Is The MSCI EM Index Fit For Purpose?

by: Janus Henderson Investors

By Simon Ward

Economist Simon Ward discusses characteristics of the MSCI EM equities index, raising questions about its suitability as a benchmark for emerging markets investing.

The characteristics of the MSCI Emerging Markets (EM) equities index have changed significantly in recent decades, raising questions about its suitability as a benchmark for EM investing.

The index is now dominated by China, the weight of which rose to 33.2% on June 1 following the addition at end-May of more than 200 A shares with an inclusion factor of 2.5% of their market capitalization.

China's weight on June 1, surprisingly, was not the largest single-country weight in the history of the index - Malaysia's weight was 33.8% at the inception of the index on January 1, 1988, when there were only 10 country constituents compared with the current 24 - see first chart.

The largest single-country weight, however, has averaged 20.5% over the 30-year history of the index - well below the current Chinese level. China's weight, moreover, is likely to increase further - the A share factor is scheduled to rise to 5% at end-August, while it is reasonable to assume full inclusion within 10 years. (The phased inclusion of Korea and Taiwan in the 1990s/2000s occurred over seven and nine years, respectively). MSCI previously estimated that China would account for about 42% of the index if the A shares were included fully, based on then-prevailing market capitalizations.

The rise of China has resulted in the index providing less regional diversification. At end-1999, Europe, the Middle East and Africa (EMEA) accounted for 31.5% of the index, with Latin America at 28.2%. The weights on June 1 were 13.9% and 10.6%, respectively, with Asia up to 75.5%. Asia's weight could exceed 80% if/when the Chinese A shares are fully included - second chart.

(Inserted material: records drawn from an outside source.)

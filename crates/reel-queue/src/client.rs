//! Queue API HTTP client.

use std::time::Duration;

use metrics::counter;
use reqwest::Client;
use tracing::{debug, info, warn};
use validator::Validate;

use reel_models::MovieRequest;

use crate::error::{QueueError, QueueResult};
use crate::types::SubmitResponse;

const DEFAULT_QUEUE_URL: &str = "http://localhost:3006";

/// Submission counter, labelled by outcome.
pub const SUBMISSIONS_TOTAL: &str = "queue_submissions_total";

/// Configuration for the queue client.
#[derive(Debug, Clone)]
pub struct QueueClientConfig {
    /// Base URL of the queue service
    pub base_url: String,
    /// Request timeout
    pub timeout: Duration,
}

impl Default for QueueClientConfig {
    fn default() -> Self {
        Self {
            base_url: DEFAULT_QUEUE_URL.to_string(),
            timeout: Duration::from_secs(30),
        }
    }
}

impl QueueClientConfig {
    /// Create config from environment variables.
    pub fn from_env() -> Self {
        Self {
            base_url: std::env::var("QUEUE_API_URL")
                .ok()
                .filter(|s| !s.is_empty())
                .unwrap_or_else(|| DEFAULT_QUEUE_URL.to_string()),
            timeout: Duration::from_secs(
                std::env::var("QUEUE_API_TIMEOUT_SECS")
                    .ok()
                    .and_then(|s| s.parse().ok())
                    .unwrap_or(30),
            ),
        }
    }
}

/// Client for the job enqueue endpoint.
#[derive(Clone)]
pub struct QueueClient {
    http: Client,
    config: QueueClientConfig,
}

impl QueueClient {
    pub fn new(config: QueueClientConfig) -> QueueResult<Self> {
        let http = Client::builder()
            .timeout(config.timeout)
            .build()
            .map_err(QueueError::Network)?;

        Ok(Self { http, config })
    }

    /// Create from environment variables.
    pub fn from_env() -> QueueResult<Self> {
        Self::new(QueueClientConfig::from_env())
    }

    /// Enqueue a movie generation job. Sent once, never retried.
    pub async fn submit(&self, request: &MovieRequest) -> QueueResult<SubmitResponse> {
        let result = self.submit_inner(request).await;

        let outcome = match &result {
            Ok(_) => "accepted",
            Err(e) => e.outcome(),
        };
        counter!(SUBMISSIONS_TOTAL, "outcome" => outcome).increment(1);

        match &result {
            Ok(_) => info!(user_id = %request.user_id, genre = %request.genre, "Movie submitted to queue"),
            Err(e) => warn!(user_id = %request.user_id, "Queue submission failed: {}", e),
        }

        result
    }

    async fn submit_inner(&self, request: &MovieRequest) -> QueueResult<SubmitResponse> {
        request.validate()?;

        let url = format!("{}/api/movies", self.config.base_url.trim_end_matches('/'));
        debug!("Submitting to queue: {}", url);

        let response = self.http.post(&url).json(request).send().await?;

        if !response.status().is_success() {
            let status = response.status();
            let body = response.text().await.unwrap_or_default();
            debug!("Queue returned {}: {}", status, body);
            return Err(QueueError::Http(status.as_u16()));
        }

        let body = response.text().await?;
        let parsed: SubmitResponse = serde_json::from_str(&body)?;

        if parsed.success {
            Ok(parsed)
        } else {
            Err(QueueError::Rejected(parsed.error))
        }
    }
}

#[cfg(test)]
mod tests {
    use super::*;
    use serde_json::json;
    use serial_test::serial;
    use wiremock::matchers::{body_partial_json, method, path};
    use wiremock::{Mock, MockServer, ResponseTemplate};

    use crate::error::SUBMIT_FAILED;

    fn client(server: &MockServer) -> QueueClient {
        QueueClient::new(QueueClientConfig {
            base_url: server.uri(),
            ..Default::default()
        })
        .unwrap()
    }

    fn request() -> MovieRequest {
        MovieRequest::new("u1", "A detective in the rain", "noir")
    }

    #[test]
    fn test_config_defaults() {
        let config = QueueClientConfig::default();
        assert_eq!(config.base_url, "http://localhost:3006");
        assert_eq!(config.timeout, Duration::from_secs(30));
    }

    #[test]
    #[serial]
    fn test_config_from_env() {
        std::env::set_var("QUEUE_API_URL", "https://queue.example.com");
        std::env::set_var("QUEUE_API_TIMEOUT_SECS", "7");
        let config = QueueClientConfig::from_env();
        assert_eq!(config.base_url, "https://queue.example.com");
        assert_eq!(config.timeout, Duration::from_secs(7));

        std::env::remove_var("QUEUE_API_URL");
        std::env::remove_var("QUEUE_API_TIMEOUT_SECS");
        assert_eq!(QueueClientConfig::from_env().base_url, "http://localhost:3006");
    }

    #[tokio::test]
    async fn test_submit_success_posts_full_payload() {
        let server = MockServer::start().await;
        Mock::given(method("POST"))
            .and(path("/api/movies"))
            .and(body_partial_json(json!({
                "prompt": "A detective in the rain",
                "genre": "noir",
                "num_sequences": 50,
                "seed": 391688,
                "sampler": "euler",
                "steps": 20,
                "cfg_scale": 7.5,
                "userId": "u1"
            })))
            .respond_with(ResponseTemplate::new(200).set_body_json(json!({"success": true})))
            .expect(1)
            .mount(&server)
            .await;

        let resp = client(&server).submit(&request()).await.unwrap();
        assert!(resp.success);
    }

    #[tokio::test]
    async fn test_submit_non_2xx_uses_fallback_message() {
        let server = MockServer::start().await;
        Mock::given(method("POST"))
            .respond_with(ResponseTemplate::new(500).set_body_json(json!({"error": "boom"})))
            .expect(1)
            .mount(&server)
            .await;

        let err = client(&server).submit(&request()).await.unwrap_err();
        assert!(matches!(err, QueueError::Http(500)));
        assert_eq!(err.user_message(), SUBMIT_FAILED);
    }

    #[tokio::test]
    async fn test_submit_rejected_surfaces_queue_error() {
        let server = MockServer::start().await;
        Mock::given(method("POST"))
            .respond_with(
                ResponseTemplate::new(200)
                    .set_body_json(json!({"success": false, "error": "Queue is full"})),
            )
            .mount(&server)
            .await;

        let err = client(&server).submit(&request()).await.unwrap_err();
        assert_eq!(err.user_message(), "Queue is full");
    }

    #[tokio::test]
    async fn test_submit_rejected_without_error_uses_fallback() {
        let server = MockServer::start().await;
        Mock::given(method("POST"))
            .respond_with(ResponseTemplate::new(200).set_body_json(json!({"success": false})))
            .mount(&server)
            .await;

        let err = client(&server).submit(&request()).await.unwrap_err();
        assert_eq!(err.user_message(), SUBMIT_FAILED);
    }

    #[tokio::test]
    async fn test_invalid_request_is_not_sent() {
        let server = MockServer::start().await;
        Mock::given(method("POST"))
            .respond_with(ResponseTemplate::new(200))
            .expect(0)
            .mount(&server)
            .await;

        let mut bad = request();
        bad.prompt.clear();
        bad.steps = 0;

        let err = client(&server).submit(&bad).await.unwrap_err();
        assert!(matches!(err, QueueError::Validation(_)));
        assert_eq!(err.user_message(), "Please check: prompt, steps");
    }
}
//! Dashboard card model: everything the "My Movies" grid paints for a job.

use chrono::{DateTime, Utc};
use serde::Serialize;

use crate::job::{Job, JobId, JobStatus};
use crate::projection::{project, CoarseStatus, DerivedView};

/// Messages rotated under cards that are still generating.
pub const HYPE_MESSAGES: [&str; 5] = [
    "Popcorn ready? Your movie is coming!",
    "The AI directors are working overtime...",
    "Your blockbuster is almost here...",
    "Building your cinematic universe...",
    "Rendering neon dreams...",
];

/// Hype message rotation period in milliseconds.
pub const HYPE_ROTATION_MS: i64 = 4000;

pub const UNTITLED: &str = "Untitled Movie";
pub const NO_DESCRIPTION: &str = "No description available.";
pub const UNKNOWN_DATE: &str = "Unknown date";

#[derive(Debug, Clone, PartialEq, Eq, Serialize)]
pub struct JobCard {
    pub job_id: JobId,
    pub title: String,
    pub description: String,
    pub genre: Option<String>,
    pub thumbnail_url: Option<String>,
    pub video_url: Option<String>,
    pub created: String,
    pub is_published: bool,
    pub view: DerivedView,
    pub status_text: &'static str,
    /// Stage bar is hidden once the lifecycle status reads completed
    pub show_stage_bar: bool,
    /// Publish/delete controls are only offered for finished movies
    pub show_actions: bool,
    pub publish_label: &'static str,
    /// `Published` / `Unpublished` line shown beside the actions
    pub published_label: &'static str,
    pub hype_message: Option<&'static str>,
}

impl JobCard {
    /// Build the card for the job at grid position `index`.
    pub fn build(job: &Job, index: usize, now: DateTime<Utc>) -> Self {
        let view = project(job);
        let generating = job.status.is_some_and(|s| s.is_active());

        Self {
            job_id: job.id.clone(),
            title: job.title().unwrap_or(UNTITLED).to_string(),
            description: job.description().unwrap_or(NO_DESCRIPTION).to_string(),
            genre: job.display_genre().map(str::to_string),
            thumbnail_url: job.thumbnail_url().map(str::to_string),
            video_url: job.video_url.clone(),
            created: format_created_date(job.created_at),
            is_published: job.is_published,
            status_text: view.status.label(),
            show_stage_bar: job.status != Some(JobStatus::Completed),
            show_actions: view.status == CoarseStatus::Completed,
            publish_label: if job.is_published { "Unpublish" } else { "Publish" },
            published_label: if job.is_published { "Published" } else { "Unpublished" },
            hype_message: generating.then(|| hype_message(index, now)),
            view,
        }
    }
}

/// Build cards for a whole snapshot, preserving its order.
pub fn build_cards(jobs: &[Job], now: DateTime<Utc>) -> Vec<JobCard> {
    jobs.iter()
        .enumerate()
        .map(|(index, job)| JobCard::build(job, index, now))
        .collect()
}

/// `Oct 16, 2026` style date.
pub fn format_created_date(created_at: Option<DateTime<Utc>>) -> String {
    match created_at {
        Some(ts) => ts.format("%b %-d, %Y").to_string(),
        None => UNKNOWN_DATE.to_string(),
    }
}

/// Neighbouring cards are offset by their index so they do not all show the
/// same line at once.
pub fn hype_message(index: usize, now: DateTime<Utc>) -> &'static str {
    let tick = now.timestamp_millis().div_euclid(HYPE_ROTATION_MS) as usize;
    HYPE_MESSAGES[tick.wrapping_add(index) % HYPE_MESSAGES.len()]
}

The index has also become less "emerging." The third chart shows the relative income levels of the EM index (a market capitalization-weighted average of the constituent countries) and selected countries. Relative income is measured by GDP per capita at purchasing power parity expressed as a percentage of the G7 level. At its inception in 1988, the index represented countries with an average income of about one-third of the G7 level. That proportion has risen to about a half, mainly reflecting the inclusion and rapid growth of Korea and Taiwan. Taiwan's GDP per capita is now close to the G7 average while Korea's is within the G7 range. From an economic perspective, neither country should be represented in an EM index.

Investors, arguably, should now allocate to Korea and Taiwan within the developed markets portion of their equity portfolio. Removing them from the EM benchmark, however, would further magnify China's dominance. There is a case for separating out China to reflect its size and unique economic characteristics and to make explicit the allocation decision between China and the rest of EM - in the same way that investors often separate a developed markets portfolio into U.S. and "international" buckets.

Stripping China, Korea and Taiwan from the MSCI EM index would create a benchmark with similar characteristics to the "old" EM index: GDP per capita of the benchmark constituents would be less than 40% of the G7 level - third chart - while the weights of EMEA and Latin America would be much closer to that of Asia - fourth chart.